To the Vikings mead, made from honey, was one of the main ingredients, along with the blood of Kvasir, of the Mead of Poetry, a magical brew that could give the gifts of wisdom and poetry and immortality to anyone who drank it. In many parts of the world bees are considered to be able to grant the gifts of poetry, eloquence and song to mankind. To the Greeks they were the 'birds of the muses'. Widespread throughout the British Isles is the belief that bees buzz or hum a special hymn at midnight on Christmas Eve (1) and in the Irish poem, King & The Hermit, dated to the seventh century, bees are 'the little musicians of the world'. Bees are also credited with understanding many languages.

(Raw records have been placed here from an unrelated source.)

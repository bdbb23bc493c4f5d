//! AES-256-CBC with PKCS#7 padding.
//!
//! CBC gives no integrity: a wrong key usually trips the padding check,
//! but may also yield garbage that happens to unpad cleanly.

use super::{IV_LEN, KEY_LEN};
use crate::error::{CryptError, Result};
use aes::Aes256;
use cbc::cipher::{BlockDecryptMut, BlockEncryptMut, KeyIvInit, block_padding::Pkcs7};
use zeroize::Zeroizing;

type Aes256CbcEnc = cbc::Encryptor<Aes256>;
type Aes256CbcDec = cbc::Decryptor<Aes256>;

/// AES block size; every ciphertext is a positive multiple of it.
pub const BLOCK_LEN: usize = 16;

/// Encrypt plaintext
pub fn encrypt_block(plaintext: &[u8], key: &[u8], iv: &[u8]) -> Result<Vec<u8>> {
    check_lengths(key, iv)?;

    let cipher = Aes256CbcEnc::new_from_slices(key, iv)
        .map_err(|e| CryptError::Crypto(format!("cipher init failed: {e}")))?;

    Ok(cipher.encrypt_padded_vec_mut::<Pkcs7>(plaintext))
}

/// Decrypt ciphertext
pub fn decrypt_block(ciphertext: &[u8], key: &[u8], iv: &[u8]) -> Result<Zeroizing<Vec<u8>>> {
    check_lengths(key, iv)?;

    if ciphertext.is_empty() || ciphertext.len() % BLOCK_LEN != 0 {
        return Err(CryptError::Padding);
    }

    let cipher = Aes256CbcDec::new_from_slices(key, iv)
        .map_err(|e| CryptError::Crypto(format!("cipher init failed: {e}")))?;

    let plaintext = cipher
        .decrypt_padded_vec_mut::<Pkcs7>(ciphertext)
        .map_err(|_| CryptError::Padding)?;
    Ok(Zeroizing::new(plaintext))
}

fn check_lengths(key: &[u8], iv: &[u8]) -> Result<()> {
    if key.len() != KEY_LEN {
        return Err(CryptError::Crypto(format!(
            "key must be {KEY_LEN} bytes, got {}",
            key.len()
        )));
    }
    if iv.len() != IV_LEN {
        return Err(CryptError::Crypto(format!(
            "IV must be {IV_LEN} bytes, got {}",
            iv.len()
        )));
    }
    Ok(())
}
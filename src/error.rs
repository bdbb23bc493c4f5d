use std::{fmt, io};

/// Every failure the core can produce.
///
/// Orchestrator calls convert these into an [`Outcome`](crate::Outcome);
/// the lower-level `try_*` and in-memory functions return them directly.
#[derive(Debug)]
pub enum CryptError {
    /// Input unreadable or output unwritable.
    Io(io::Error),
    /// Buffer is not a well-formed container.
    Format(String),
    /// Key derivation, RNG or cipher setup failed inside the crypto library.
    Crypto(String),
    /// Padding check failed after decryption: wrong password or corrupted data.
    Padding,
    /// A digest comparison did not match.
    VerificationMismatch { expected: String, actual: String },
}

impl fmt::Display for CryptError {
    fn fmt(&self, f: &mut fmt::Formatter<'_>) -> fmt::Result {
        match self {
            CryptError::Io(e) => write!(f, "I/O error: {e}"),
            CryptError::Format(msg) => write!(f, "invalid container: {msg}"),
            CryptError::Crypto(msg) => write!(f, "crypto error: {msg}"),
            CryptError::Padding => write!(f, "Invalid password or corrupted data"),
            CryptError::VerificationMismatch { expected, actual } => {
                write!(f, "digest mismatch: expected {expected}, got {actual}")
            }
        }
    }
}

impl std::error::Error for CryptError {
    fn source(&self) -> Option<&(dyn std::error::Error + 'static)> {
        match self {
            CryptError::Io(e) => Some(e),
            _ => None,
        }
    }
}

impl From<io::Error> for CryptError {
    fn from(err: io::Error) -> Self {
        CryptError::Io(err)
    }
}

pub type Result<T> = std::result::Result<T, CryptError>;
//! Cryptographic primitives for the container format.
//!
//! Provides OS randomness, password-based key derivation and the
//! AES-256-CBC cipher engine.

pub mod cipher;
pub mod kdf;
pub mod rng;

pub use cipher::{decrypt_block, encrypt_block};
pub use kdf::derive_key;
pub use rng::{generate_iv, generate_salt, random_bytes};

/// Length of the salt (32 bytes).
pub const SALT_LEN: usize = 32;
/// Length of the initialization vector (16 bytes, one AES block).
pub const IV_LEN: usize = 16;
/// Length of the derived key (32 bytes / 256 bits).
pub const KEY_LEN: usize = 32;
/// PBKDF2 iteration count. Changing it breaks every existing container.
pub const KDF_ITERATIONS: u32 = 10_000;
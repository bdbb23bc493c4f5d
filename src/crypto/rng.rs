use super::{IV_LEN, SALT_LEN};
use crate::error::{CryptError, Result};
use getrandom::fill;

/// Fill buffer with cryptographically secure random bytes
pub fn fill_random(buf: &mut [u8]) -> Result<()> {
    fill(buf).map_err(|e| CryptError::Crypto(format!("OS random generator unavailable: {e}")))
}

/// Return `n` fresh random bytes
pub fn random_bytes(n: usize) -> Result<Vec<u8>> {
    let mut buf = vec![0u8; n];
    fill_random(&mut buf)?;
    Ok(buf)
}

/// Generate salt
pub fn generate_salt() -> Result<[u8; SALT_LEN]> {
    let mut salt = [0u8; SALT_LEN];
    fill_random(&mut salt)?;
    Ok(salt)
}

/// Generate IV
pub fn generate_iv() -> Result<[u8; IV_LEN]> {
    let mut iv = [0u8; IV_LEN];
    fill_random(&mut iv)?;
    Ok(iv)
}

#[cfg(test)]
mod tests {
    use super::*;

    #[test]
    fn random_bytes_has_requested_length() {
        assert_eq!(random_bytes(0).unwrap().len(), 0);
        assert_eq!(random_bytes(7).unwrap().len(), 7);
        assert_eq!(random_bytes(4096).unwrap().len(), 4096);
    }

    #[test]
    fn salts_and_ivs_are_fresh() {
        assert_ne!(generate_salt().unwrap(), generate_salt().unwrap());
        assert_ne!(generate_iv().unwrap(), generate_iv().unwrap());
    }

    #[test]
    fn concurrent_callers_get_distinct_values() {
        let handles: Vec<_> = (0..4)
            .map(|_| std::thread::spawn(|| generate_salt().unwrap()))
            .collect();
        let salts: Vec<_> = handles.into_iter().map(|h| h.join().unwrap()).collect();

        for (i, a) in salts.iter().enumerate() {
            for b in &salts[i + 1..] {
                assert_ne!(a, b);
            }
        }
    }
}
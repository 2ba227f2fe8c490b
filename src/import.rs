//! Import coordinator: sniff → parse → normalize → bulk-write.
//!
//! Drives a parser's event stream through the normalizer into the store in
//! bounded batches. Progress reaches the callback at least every 1000
//! messages or every 250 ms, whichever comes first; cancellation is
//! checked at every batch boundary, leaving the corpus marked partial.
//!
//! Record-level parse errors are counted and logged, never fatal;
//! structural errors abort with a typed error.

use std::path::Path;
use std::time::{Duration, Instant};

use crate::error::{ChatlensError, Result};
use crate::event::{ParseEvent, ParseOptions};
use crate::normalize::{ImportWarning, Normalizer};
use crate::parsers::create_parser;
use crate::progress::{ImportPhase, ImportProgress, ProgressCallback};
use crate::sniffer;
use crate::store::Store;
use crate::types::{ChatKind, ChatMeta, Platform};

/// Cadence bounds for progress reporting.
const PROGRESS_EVERY_MESSAGES: u64 = 1000;
const PROGRESS_EVERY: Duration = Duration::from_millis(250);

/// Outcome of one import run.
#[derive(Debug, Clone)]
pub struct ImportReport {
    pub corpus_id: String,
    pub message_count: u64,
    pub member_count: u64,
    /// Records the parser could not parse (counted, skipped)
    pub skipped_records: u64,
    /// Messages dropped as duplicates of persisted or in-run messages
    pub duplicates_skipped: u64,
    pub warnings: Vec<ImportWarning>,
}

/// Derives the stable, opaque corpus id for a chat.
///
/// Re-importing an export of the same chat lands in the same corpus, which
/// is what makes deduplication possible.
pub fn derive_corpus_id(platform: Platform, name: &str) -> String {
    use sha2::{Digest, Sha256};
    let mut hasher = Sha256::new();
    hasher.update(platform.as_str().as_bytes());
    hasher.update([0u8]);
    hasher.update(name.as_bytes());
    let digest = hasher.finalize();
    let hex: String = digest.iter().take(8).map(|b| format!("{b:02x}")).collect();
    format!("{}-{}", platform.as_str(), hex)
}

/// Runs a full import of `path` into the store.
pub fn run_import(
    store: &mut Store,
    path: &Path,
    options: &ParseOptions,
    progress: &ProgressCallback,
) -> Result<ImportReport> {
    progress(ImportProgress::new(ImportPhase::Sniffing, 0, None, 0));
    let descriptor = sniffer::sniff(path)?;
    tracing::info!(format = descriptor.id, path = %path.display(), "starting import");

    let parser = create_parser(descriptor.id).ok_or_else(|| {
        ChatlensError::internal(format!("no parser registered for '{}'", descriptor.id))
    })?;
    let mut stream = parser.parse(path, options)?;

    let mut state = RunState {
        normalizer: Normalizer::new(),
        corpus_id: None,
        meta: None,
        messages_written: 0,
        duplicates_skipped: 0,
        since_progress: 0,
        last_progress: Instant::now(),
        done: None,
    };

    while let Some(event) = stream.next() {
        let total = stream.total_bytes();
        let bytes = stream.bytes_processed();
        state.handle(store, options, progress, event?, bytes, total)?;
        if state.done.is_some() {
            break;
        }
    }

    let Some((message_count, _)) = state.done else {
        return Err(ChatlensError::parse_other(
            descriptor.display_name,
            "event stream ended without a terminal event",
            Some(path.to_path_buf()),
        ));
    };
    let Some(corpus_id) = state.corpus_id.clone() else {
        return Err(ChatlensError::internal("stream produced no meta event"));
    };
    let Some(meta) = state.meta.clone() else {
        return Err(ChatlensError::internal("stream produced no meta event"));
    };

    // Second pass: bind late replies, settle silent members, decide the
    // final chat kind, clear the partial flag.
    let kind = if meta.kind_explicit {
        meta.kind
    } else {
        state.normalizer.inferred_kind()
    };
    let member_count = state.normalizer.member_count() as u64;
    let min_ts = store.corpus(&corpus_id)?.and_then(|c| c.min_ts);
    let report = state.normalizer.finish(min_ts);
    store.finalize_import(&corpus_id, kind, &report)?;

    progress(
        ImportProgress::new(
            ImportPhase::Done,
            stream.bytes_processed(),
            stream.total_bytes(),
            message_count,
        )
        .with_note("import complete"),
    );

    for warning in &report.warnings {
        tracing::warn!(corpus = %corpus_id, %warning, "normalization warning");
    }

    Ok(ImportReport {
        corpus_id,
        message_count,
        member_count,
        skipped_records: stream.records_skipped(),
        duplicates_skipped: state.duplicates_skipped,
        warnings: report.warnings,
    })
}

struct RunState {
    normalizer: Normalizer,
    corpus_id: Option<String>,
    meta: Option<ChatMeta>,
    messages_written: u64,
    duplicates_skipped: u64,
    since_progress: u64,
    last_progress: Instant,
    done: Option<(u64, u64)>,
}

impl RunState {
    fn handle(
        &mut self,
        store: &mut Store,
        options: &ParseOptions,
        progress: &ProgressCallback,
        event: ParseEvent,
        bytes: u64,
        total: Option<u64>,
    ) -> Result<()> {
        match event {
            ParseEvent::Meta(meta) => {
                let corpus_id = derive_corpus_id(meta.platform, &meta.name);
                let existing = store
                    .corpus(&corpus_id)?
                    .is_some_and(|c| c.message_count > 0);
                store.begin_corpus(&corpus_id, &meta, options.effective_tz_offset())?;
                if existing {
                    tracing::info!(corpus = %corpus_id, "re-import: seeding normalizer");
                    store.seed_normalizer(&corpus_id, &mut self.normalizer)?;
                }
                self.corpus_id = Some(corpus_id);
                self.meta = Some(meta);
            }
            ParseEvent::Members(records) => {
                let corpus_id = self.require_corpus()?;
                let created = self.normalizer.ingest_roster(records);
                if !created.is_empty() {
                    let batch = crate::normalize::NormalizedBatch {
                        new_members: created,
                        ..Default::default()
                    };
                    store.write_batch(&corpus_id, &batch)?;
                }
            }
            ParseEvent::Messages(messages) => {
                if options.cancel.is_canceled() {
                    return Err(ChatlensError::Canceled);
                }
                let corpus_id = self.require_corpus()?;
                let batch = self.normalizer.ingest_batch(messages);
                self.messages_written += batch.messages.len() as u64;
                self.since_progress += batch.messages.len() as u64;
                self.duplicates_skipped += batch.duplicates_skipped;
                store.write_batch(&corpus_id, &batch)?;

                if self.since_progress >= PROGRESS_EVERY_MESSAGES
                    || self.last_progress.elapsed() >= PROGRESS_EVERY
                {
                    self.since_progress = 0;
                    self.last_progress = Instant::now();
                    progress(ImportProgress::new(
                        ImportPhase::Writing,
                        bytes,
                        total,
                        self.messages_written,
                    ));
                }
            }
            ParseEvent::Progress(p) => {
                progress(ImportProgress::new(
                    ImportPhase::Parsing,
                    p.bytes_processed,
                    p.total_bytes,
                    self.messages_written,
                ));
            }
            ParseEvent::Done {
                message_count,
                member_count,
            } => {
                if message_count != self.messages_written {
                    tracing::debug!(
                        parsed = message_count,
                        written = self.messages_written,
                        "parser and normalizer counts differ (duplicates or skips)"
                    );
                }
                // The authoritative count is what survived normalization.
                self.done = Some((self.messages_written, member_count));
            }
        }
        Ok(())
    }

    fn require_corpus(&self) -> Result<String> {
        self.corpus_id
            .clone()
            .ok_or_else(|| ChatlensError::internal("event stream violated ordering: no meta yet"))
    }
}
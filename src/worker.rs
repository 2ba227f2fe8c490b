//! Worker pool and job router.
//!
//! A fixed pool of threads (`min(4, hardware parallelism)`) keeps parsing,
//! normalization, bulk writes and analytics off the interactive thread.
//! The single import worker owns the sole read-write connection; the
//! remaining workers serve analytics and SQL-lab jobs over their own
//! read-only connections, each job inside a reader transaction so it sees
//! a stable snapshot.
//!
//! Jobs are `{ id, kind }`; results come back on one shared event channel
//! as `{ id, result }`. Cancellation is by id: the router flips the job's
//! token, which workers poll at batch and row checkpoints.

use std::collections::HashMap;
use std::path::{Path, PathBuf};
use std::sync::atomic::{AtomicU64, Ordering};
use std::sync::{Arc, Mutex};
use std::thread::JoinHandle;

use crossbeam_channel::{Receiver, Sender, unbounded};

use crate::analytics::{
    self, CatchphraseParams, ChainParams, QueryOpts, SessionParams, StreakParams,
};
use crate::error::{ChatlensError, Result};
use crate::event::{CancelToken, ParseOptions};
use crate::import::{ImportReport, run_import};
use crate::progress::{ImportProgress, ProgressCallback};
use crate::store::sql::{SqlResult, TableSchema, run_readonly_sql, table_schemas};
use crate::store::{Store, migrations};
use crate::types::{NameInterval, SessionBounds};

/// Correlates a request with its result.
pub type JobId = u64;

/// What a job should do.
#[derive(Debug, Clone)]
pub enum JobKind {
    /// Parse + normalize + write one export file (read-write path).
    Import {
        path: PathBuf,
        options: ParseOptions,
    },
    /// One of the read-only analyses.
    Analytics {
        corpus_id: String,
        request: AnalyticsRequest,
        opts: QueryOpts,
    },
    /// Guarded read-only SQL-lab query.
    Sql {
        corpus_id: String,
        sql: String,
        max_rows: usize,
    },
    /// Table reflection for the schema browser.
    Schema,
    /// Pending migration reasons for the boundary.
    MigrationsPending,
    /// Catalog mutation; routed through the write path with imports.
    Catalog(CatalogOp),
}

/// Catalog mutations that must serialize with imports.
#[derive(Debug, Clone)]
pub enum CatalogOp {
    Delete {
        corpus_id: String,
    },
    SetOwner {
        corpus_id: String,
        platform_id: Option<String>,
    },
    SetLastFilter {
        corpus_id: String,
        filter: crate::types::TimeFilter,
    },
}

/// Which analysis an analytics job runs.
#[derive(Debug, Clone)]
pub enum AnalyticsRequest {
    Activity,
    NameHistory { member_id: i64 },
    DragonKing,
    Streaks(StreakParams),
    RepeatChains(ChainParams),
    Catchphrases(CatchphraseParams),
    Sessions(SessionParams),
}

/// Successful payloads, one per job kind.
#[derive(Debug)]
pub enum JobData {
    Import(ImportReport),
    Activity(analytics::ActivityReport),
    NameHistory(Vec<NameInterval>),
    DragonKing(analytics::DragonKingReport),
    Streaks(analytics::StreakReport),
    Chains(analytics::ChainReport),
    Catchphrases(analytics::CatchphraseReport),
    Sessions(Vec<SessionBounds>),
    Sql(SqlResult),
    Schema(Vec<TableSchema>),
    MigrationsPending(Vec<migrations::MigrationInfo>),
    /// Catalog mutations succeed with no payload.
    Unit,
}

/// Terminal result of one job.
#[derive(Debug)]
pub struct JobOutcome {
    pub id: JobId,
    pub result: Result<JobData>,
}

/// Everything the router reports back.
#[derive(Debug)]
pub enum JobEvent {
    /// Import progress snapshots, tagged with the job id.
    Progress { id: JobId, progress: ImportProgress },
    Finished(JobOutcome),
}

struct Job {
    id: JobId,
    kind: JobKind,
    cancel: CancelToken,
}

type CancelRegistry = Arc<Mutex<HashMap<JobId, CancelToken>>>;

/// Routes jobs to the pool and correlates results.
pub struct JobRouter {
    import_tx: Option<Sender<Job>>,
    query_tx: Option<Sender<Job>>,
    events_rx: Receiver<JobEvent>,
    next_id: AtomicU64,
    cancels: CancelRegistry,
    handles: Vec<JoinHandle<()>>,
}

impl JobRouter {
    /// Opens the store (applying migrations; integrity failures surface
    /// here) and spawns the pool.
    pub fn new(db_path: &Path) -> Result<Self> {
        // Opening read-write first creates the file and runs migrations, so
        // the read-only workers always see a current schema.
        let rw_store = Store::open(db_path)?;

        let parallelism = std::thread::available_parallelism()
            .map(|n| n.get())
            .unwrap_or(2);
        let pool = parallelism.min(4).max(2);
        let query_workers = pool - 1;

        let (import_tx, import_rx) = unbounded::<Job>();
        let (query_tx, query_rx) = unbounded::<Job>();
        let (events_tx, events_rx) = unbounded::<JobEvent>();
        let cancels: CancelRegistry = Arc::new(Mutex::new(HashMap::new()));

        let mut handles = Vec::with_capacity(pool);
        {
            let events = events_tx.clone();
            let cancels = cancels.clone();
            handles.push(
                std::thread::Builder::new()
                    .name("chatlens-import".into())
                    .spawn(move || import_worker(rw_store, import_rx, events, cancels))?,
            );
        }
        for i in 0..query_workers {
            let events = events_tx.clone();
            let cancels = cancels.clone();
            let rx = query_rx.clone();
            let path = db_path.to_path_buf();
            handles.push(
                std::thread::Builder::new()
                    .name(format!("chatlens-query-{i}"))
                    .spawn(move || query_worker(&path, rx, events, cancels))?,
            );
        }

        Ok(Self {
            import_tx: Some(import_tx),
            query_tx: Some(query_tx),
            events_rx,
            next_id: AtomicU64::new(1),
            cancels,
            handles,
        })
    }

    /// Submits a job, returning its id immediately.
    pub fn submit(&self, kind: JobKind) -> JobId {
        let id = self.next_id.fetch_add(1, Ordering::Relaxed);
        let cancel = CancelToken::new();
        self.cancels.lock().unwrap().insert(id, cancel.clone());

        let job = Job { id, kind, cancel };
        let tx = match job.kind {
            JobKind::Import { .. } | JobKind::Catalog(_) => self.import_tx.as_ref(),
            _ => self.query_tx.as_ref(),
        };
        if let Some(tx) = tx {
            // Unbounded send never blocks the boundary thread.
            let _ = tx.send(job);
        }
        id
    }

    /// Requests cooperative cancellation of a pending or running job.
    pub fn cancel(&self, id: JobId) {
        if let Some(token) = self.cancels.lock().unwrap().get(&id) {
            token.cancel();
        }
    }

    /// The shared event channel: progress and terminal results.
    pub fn events(&self) -> &Receiver<JobEvent> {
        &self.events_rx
    }

    /// Drops the queues and joins the pool.
    pub fn shutdown(mut self) {
        self.import_tx.take();
        self.query_tx.take();
        for handle in self.handles.drain(..) {
            let _ = handle.join();
        }
    }
}

fn finish(
    events: &Sender<JobEvent>,
    cancels: &CancelRegistry,
    id: JobId,
    result: Result<JobData>,
) {
    cancels.lock().unwrap().remove(&id);
    let _ = events.send(JobEvent::Finished(JobOutcome { id, result }));
}

fn import_worker(
    mut store: Store,
    rx: Receiver<Job>,
    events: Sender<JobEvent>,
    cancels: CancelRegistry,
) {
    while let Ok(job) = rx.recv() {
        let (path, options) = match job.kind {
            JobKind::Import { path, options } => (path, options),
            JobKind::Catalog(op) => {
                let result = run_catalog_op(&mut store, &op).map(|()| JobData::Unit);
                finish(&events, &cancels, job.id, result);
                continue;
            }
            _ => {
                finish(
                    &events,
                    &cancels,
                    job.id,
                    Err(ChatlensError::internal("non-write job on import worker")),
                );
                continue;
            }
        };

        let options = options.with_cancel(job.cancel.clone());
        let progress: ProgressCallback = {
            let events = events.clone();
            let id = job.id;
            Arc::new(move |p| {
                let _ = events.send(JobEvent::Progress { id, progress: p });
            })
        };

        let result = run_import(&mut store, &path, &options, &progress).map(JobData::Import);
        let fatal = result.as_ref().err().is_some_and(|e| e.is_worker_fatal());
        finish(&events, &cancels, job.id, result);
        if fatal {
            tracing::error!("import worker terminating after fatal error");
            break;
        }
    }
}

fn run_catalog_op(store: &mut Store, op: &CatalogOp) -> Result<()> {
    match op {
        CatalogOp::Delete { corpus_id } => store.delete_corpus(corpus_id),
        CatalogOp::SetOwner {
            corpus_id,
            platform_id,
        } => store.set_owner(corpus_id, platform_id.as_deref()),
        CatalogOp::SetLastFilter { corpus_id, filter } => {
            store.set_last_filter(corpus_id, filter)
        }
    }
}

fn query_worker(
    db_path: &Path,
    rx: Receiver<Job>,
    events: Sender<JobEvent>,
    cancels: CancelRegistry,
) {
    let store = match Store::open_read_only(db_path) {
        Ok(store) => store,
        Err(e) => {
            tracing::error!(error = %e, "query worker could not open store");
            return;
        }
    };

    while let Ok(job) = rx.recv() {
        let result = run_query_job(&store, &job);
        let fatal = result.as_ref().err().is_some_and(|e| e.is_worker_fatal());
        finish(&events, &cancels, job.id, result);
        if fatal {
            tracing::error!("query worker terminating after fatal error");
            break;
        }
    }
}

/// Runs one read-only job inside a reader transaction so it observes a
/// snapshot taken at its start.
fn run_query_job(store: &Store, job: &Job) -> Result<JobData> {
    if job.cancel.is_canceled() {
        return Err(ChatlensError::Canceled);
    }

    store.conn().execute_batch("BEGIN")?;
    let result = dispatch_query(store, job);
    let end = if result.is_ok() { "COMMIT" } else { "ROLLBACK" };
    if let Err(e) = store.conn().execute_batch(end) {
        tracing::warn!(error = %e, "failed to close reader transaction");
    }
    result
}

fn dispatch_query(store: &Store, job: &Job) -> Result<JobData> {
    match &job.kind {
        JobKind::Import { .. } | JobKind::Catalog(_) => {
            Err(ChatlensError::internal("write job on query worker"))
        }
        JobKind::Analytics {
            corpus_id,
            request,
            opts,
        } => {
            let opts = opts.clone().with_cancel(job.cancel.clone());
            match request {
                AnalyticsRequest::Activity => {
                    analytics::activity_ranking(store, corpus_id, &opts).map(JobData::Activity)
                }
                AnalyticsRequest::NameHistory { member_id } => {
                    analytics::member_name_history(store, corpus_id, *member_id, &opts)
                        .map(JobData::NameHistory)
                }
                AnalyticsRequest::DragonKing => {
                    analytics::dragon_king(store, corpus_id, &opts).map(JobData::DragonKing)
                }
                AnalyticsRequest::Streaks(params) => {
                    analytics::monologue_streaks(store, corpus_id, &opts, *params)
                        .map(JobData::Streaks)
                }
                AnalyticsRequest::RepeatChains(params) => {
                    analytics::repeat_chains(store, corpus_id, &opts, *params).map(JobData::Chains)
                }
                AnalyticsRequest::Catchphrases(params) => {
                    analytics::catchphrases(store, corpus_id, &opts, *params)
                        .map(JobData::Catchphrases)
                }
                AnalyticsRequest::Sessions(params) => {
                    analytics::sessions(store, corpus_id, &opts, *params).map(JobData::Sessions)
                }
            }
        }
        JobKind::Sql {
            corpus_id,
            sql,
            max_rows,
        } => run_readonly_sql(store, Some(corpus_id), sql, *max_rows).map(JobData::Sql),
        JobKind::Schema => table_schemas(store).map(JobData::Schema),
        JobKind::MigrationsPending => {
            migrations::pending(store.conn()).map(JobData::MigrationsPending)
        }
    }
}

In Ancient Egypt, the bee, in particular the honeybee, was one of several royal symbols, and was used consistently for over four thousand years. The bee represented the Pharaoh's sovereignty over Lower Egypt and the Pharaoh was often referred to as 'He (or She) of the Sedge and Bee'(2). To the Ancient Egyptians, the Pharaoh was a God King, and this association between Bees and Deities seems to be as old as religion itself. Bees were supposedly born from the tears of the Sun God, Ra. The Temple of Neith, The Goddess of the Night, was known as 'The House of the Bee'(3) and the sanctuary of Osiris, God of the Underworld and Death, was The 'Mansion of the Bee'(4). In times past many people were convinced that the Queen bee was in fact a King. If a swarm of bees settled on a person it was believed they would attain leadership or even kingship. In Poland, Michel Wiscionsky was chosen as King because bees landed on him during the election.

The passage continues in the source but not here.